Part animal―Part machine―Part idiot.
Sid isn’t living for money, and he’s beautiful because of it. Abruzzi’s lost countless dollars from shunning major brands, preferring to stick with five-to-ten grand of inventory: Buell wetsuits and select custom boards.
Moms come in. “Do you have Billabong t-shirts for my son?’
“Sorry” Sid says.
But he’s not.
Like Andy Warhol at a Manhattan dinner party when asked why he wasn’t dining on the feast before him.
“I only eat candy,” Worhol deadpanned.
Abbruzzi only eats candy, too. A shop that exists to support his own skating and surfing. Everything else is broccoli and he says the hell with that.
Sid started selling surfboards in his basement in ’69 then opened up a little beachfront surf shack down the street, the first Water Brothers. And a shack it was.
“I dug a little trench between the shop and the bar next door. Dropped an extension cord in it to get juice. For years, that’s where we sucked our electricity from. Every time a car drove over it in the beach parking lot, though, we lost power. We had a pot belly stove. It was a blast. We had it for twenty years. From ‘71 – ‘93. Never had a lease. We paid three-hundred a year to the landlord.”
It was Sid’s way from the get-go.
He says, “If you ever want to do anything, don’t ask. No games. Just do it.”
Case-in-point. Sid wants to build a full-sized halfpipe in the lot next to the shack. Does it―sans blessing. The landlord shows up. Sid explains that it’s part of a project for their Explorers Troop. (A division of the Boy Scouts: changing boys to men, one ascot at a time) They were not, of course, Explorers. To cement the tale, Sid had uniforms made complete with a made up troop number patch set on the shirt sleeves.
―And part genius.
Sid moved into a larger store front in the ‘90’s but still held onto that independent streak.
Water Brothers have hosted countless surf and skate royals over the years: Curren. Fletchers. Even actor Bill Murray, who once dropped down on the shop couch for a week during the shoot of Moonrise Kingdom.
Like many surf traveler, Murray knows the spot to go when in Newport. Skip the Cliffwalk mansions, hit Water Brothers.
For Sid, however, ignoring the mansions of Newport has never been an option. These Gilded Age estates sit in front some of the best waves in all of the North East, Ruggles in particular. But as more surfers started to dot the lineup, the police began plucking them out, clearing the oceanviews of the proletariat.
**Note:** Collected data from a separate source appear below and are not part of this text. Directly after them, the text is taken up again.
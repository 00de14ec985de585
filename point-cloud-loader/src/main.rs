/// Point cloud loader command line entry point
use std::collections::HashMap;
use std::fs::File;
use std::io::BufWriter;
use std::path::{Path, PathBuf};
use std::sync::{Arc, Mutex};
use std::time::Instant;

use clap::Parser;
use indicatif::{MultiProgress, ProgressBar, ProgressStyle};
use point_cloud_loader::{
    HttpFetcher, LoadCoordinator, LoadError, LoadInfo, LoadListener, LoaderConfig,
    PointCloudBounds, PointGeometry, QualityMode, write_binary_ply,
};
use serde::Serialize;

#[derive(Parser, Debug)]
#[command(
    name = "point-cloud-loader",
    about = "Stream PLY point clouds through the worker pool and report what arrived"
)]
struct Args {
    /// PLY files, file:// or http(s) URLs
    #[arg(required = true)]
    sources: Vec<String>,

    #[arg(long, value_enum)]
    quality: Option<QualityMode>,

    /// Concurrent parse workers
    #[arg(long)]
    workers: Option<usize>,

    /// JSON loader config; missing keys keep their defaults
    #[arg(long)]
    config: Option<PathBuf>,

    /// Write a JSON load summary here
    #[arg(long)]
    summary: Option<PathBuf>,

    /// Write each loaded cloud as binary PLY into this directory
    #[arg(long)]
    export: Option<PathBuf>,
}

type FinalInfos = Arc<Mutex<HashMap<String, LoadInfo>>>;

/// One progress bar per file, fed by coordinator callbacks
struct ProgressListener {
    multi: MultiProgress,
    style: ProgressStyle,
    bars: HashMap<String, ProgressBar>,
    final_infos: FinalInfos,
}

impl ProgressListener {
    fn new(final_infos: FinalInfos) -> Result<Self, Box<dyn std::error::Error>> {
        let style = ProgressStyle::default_bar()
            .template("[{bar:40.green/blue}] {percent:>3}% {prefix} {msg}")?
            .progress_chars("▉▊▋▌▍▎▏ ");
        Ok(Self {
            multi: MultiProgress::new(),
            style,
            bars: HashMap::new(),
            final_infos,
        })
    }

    fn bar(&mut self, filename: &str) -> &ProgressBar {
        self.bars.entry(filename.to_string()).or_insert_with(|| {
            let pb = self.multi.add(ProgressBar::new(100));
            pb.set_style(self.style.clone());
            pb.set_prefix(filename.to_string());
            pb
        })
    }
}

impl LoadListener for ProgressListener {
    fn on_file_loaded(&mut self, filename: &str, geometry: &PointGeometry, info: &LoadInfo) {
        if info.is_preview {
            return;
        }
        let message = format!("{} points", geometry.point_count());
        self.bar(filename).finish_with_message(message);
        if let Ok(mut infos) = self.final_infos.lock() {
            infos.insert(filename.to_string(), *info);
        }
    }

    fn on_file_progress(&mut self, filename: &str, message: &str, percent: f32) {
        let pb = self.bar(filename);
        pb.set_position(percent.clamp(0.0, 100.0) as u64);
        pb.set_message(message.to_string());
    }

    fn on_file_error(&mut self, filename: &str, error: &LoadError) {
        self.bar(filename).abandon_with_message(error.to_string());
    }
}

#[derive(Serialize)]
struct FileSummary {
    source: String,
    filename: String,
    points: usize,
    source_points: usize,
    was_downsampled: bool,
    normals_from_source: bool,
    bounds: Option<PointCloudBounds>,
    error: Option<String>,
}

#[derive(Serialize)]
struct LoadSummary {
    quality_mode: QualityMode,
    workers: usize,
    elapsed_seconds: f64,
    files: Vec<FileSummary>,
}

fn main() -> Result<(), Box<dyn std::error::Error>> {
    env_logger::init();
    let args = Args::parse();

    let mut config = match &args.config {
        Some(path) => LoaderConfig::from_json_file(path)?,
        None => LoaderConfig::default(),
    };
    if let Some(quality) = args.quality {
        config.quality_mode = quality;
    }
    if let Some(workers) = args.workers {
        config.max_workers = Some(workers);
    }
    if let Some(dir) = &args.export {
        std::fs::create_dir_all(dir)?;
    }

    let final_infos = FinalInfos::default();
    let listener = ProgressListener::new(Arc::clone(&final_infos))?;
    let mut coordinator =
        LoadCoordinator::new(config, Arc::new(HttpFetcher::new()?), Box::new(listener));

    println!(
        "Loading {} files with up to {} workers ({:?} quality)",
        args.sources.len(),
        coordinator.max_workers(),
        coordinator.quality_mode()
    );

    let start = Instant::now();
    let handles: Vec<_> = args
        .sources
        .iter()
        .map(|source| {
            let filename = file_name(source);
            (source.clone(), coordinator.load_ply(source, &filename))
        })
        .collect();
    coordinator.run_until_settled();
    let elapsed = start.elapsed().as_secs_f64();

    let mut files = Vec::with_capacity(handles.len());
    for (source, mut handle) in handles {
        let filename = handle.filename().to_string();
        let result = handle.try_take().unwrap_or(Err(LoadError::Cancelled));

        match result {
            Ok(geometry) => {
                let info = final_infos
                    .lock()
                    .ok()
                    .and_then(|infos| infos.get(&filename).copied())
                    .unwrap_or_default();

                println!(
                    "{}: {} points{}",
                    filename,
                    geometry.point_count(),
                    if info.was_downsampled {
                        format!(" (downsampled from {})", info.source_points)
                    } else {
                        String::new()
                    }
                );

                if let Some(dir) = &args.export {
                    let path = export_path(dir, &filename);
                    let mut out = BufWriter::new(File::create(&path)?);
                    write_binary_ply(&geometry.to_point_set(), &mut out)?;
                    println!("Saved {}", path.display());
                }

                files.push(FileSummary {
                    source,
                    filename,
                    points: geometry.point_count(),
                    source_points: info.source_points,
                    was_downsampled: info.was_downsampled,
                    normals_from_source: geometry.normals_from_source(),
                    bounds: (!geometry.is_empty()).then(|| *geometry.bounds()),
                    error: None,
                });
                coordinator.release_geometry(geometry);
            }
            Err(error) => {
                println!("{}: failed - {}", filename, error);
                files.push(FileSummary {
                    source,
                    filename,
                    points: 0,
                    source_points: 0,
                    was_downsampled: false,
                    normals_from_source: false,
                    bounds: None,
                    error: Some(error.to_string()),
                });
            }
        }
    }

    let loaded = files.iter().filter(|f| f.error.is_none()).count();
    println!("Processing complete:");
    println!("  Loaded {} of {} files in {:.2}s", loaded, files.len(), elapsed);
    println!(
        "  Total points: {}",
        files.iter().map(|f| f.points).sum::<usize>()
    );

    if let Some(path) = &args.summary {
        let summary = LoadSummary {
            quality_mode: coordinator.quality_mode(),
            workers: coordinator.max_workers(),
            elapsed_seconds: elapsed,
            files,
        };
        std::fs::write(path, serde_json::to_string_pretty(&summary)?)?;
        println!("Saved {}", path.display());
    }

    Ok(())
}

/// Last path segment of a path or URL
fn file_name(source: &str) -> String {
    let trimmed = source.trim_end_matches('/');
    trimmed.rsplit('/').next().unwrap_or(trimmed).to_string()
}

fn export_path(dir: &Path, filename: &str) -> PathBuf {
    let stem = Path::new(filename)
        .file_stem()
        .and_then(|s| s.to_str())
        .unwrap_or("cloud");
    dir.join(format!("{}.ply", stem))
}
“It was Millionaire’s Row. They didn’t want us there.”
Sid grew tired of the hassling.
“One day, I stayed in the water. All of a sudden there’s one cop, two, cops, five cops. They yelled that they were going to tow my car. ‘Go Ahead!’ I yelled back. I finally came in when I was done. There was no love.They arrested me. Went to court. Found guilty. Fined. I took it to appeals court. And while we were waiting for trial, I was still surfing there. The judge said that banning surfing at Ruggles was unconstitutional and that was that.”
Abbruzzi admits the victory stings a bit now. He says the water’s infested.
On a good day, there can be a hundred guys in the water but only a couple dozen from Newport.
“Ruggles is still our spot, though. We still give a little elbow to the ribs, you know what I mean?”
Sid wears his Newport pride like a hood ornament.
“In the seventies, there was a bouy that separated surfers. If you were knowledgable you’d surf on one side, and the other side was for full-blown kooks. I wouldn’t mind havin’ that back now.”
Sid is more hands-on in Newport than a priest in a Catholic Boys School. He was at the heart of a campaign to save the break by keeping a pair of wave-crushing jetties out of the water, recommended after Hurricane Sandy. He’s put his weight behind a proposed skatepark at Abbruzzi sports Complex (named after his father.) The skatepark has just been green-lighted.
When it’s flat, you can find Sid at Water Bros. But when it’s on, he’s in the lineup, all seasons.
“I’ve surfed 55 winters. I refuse to wear a 6/5. I’m out every time there’s waves.”
If you’re ever in the Newport area, I highly suggest a visit to Water Brothers so you can touch Sid.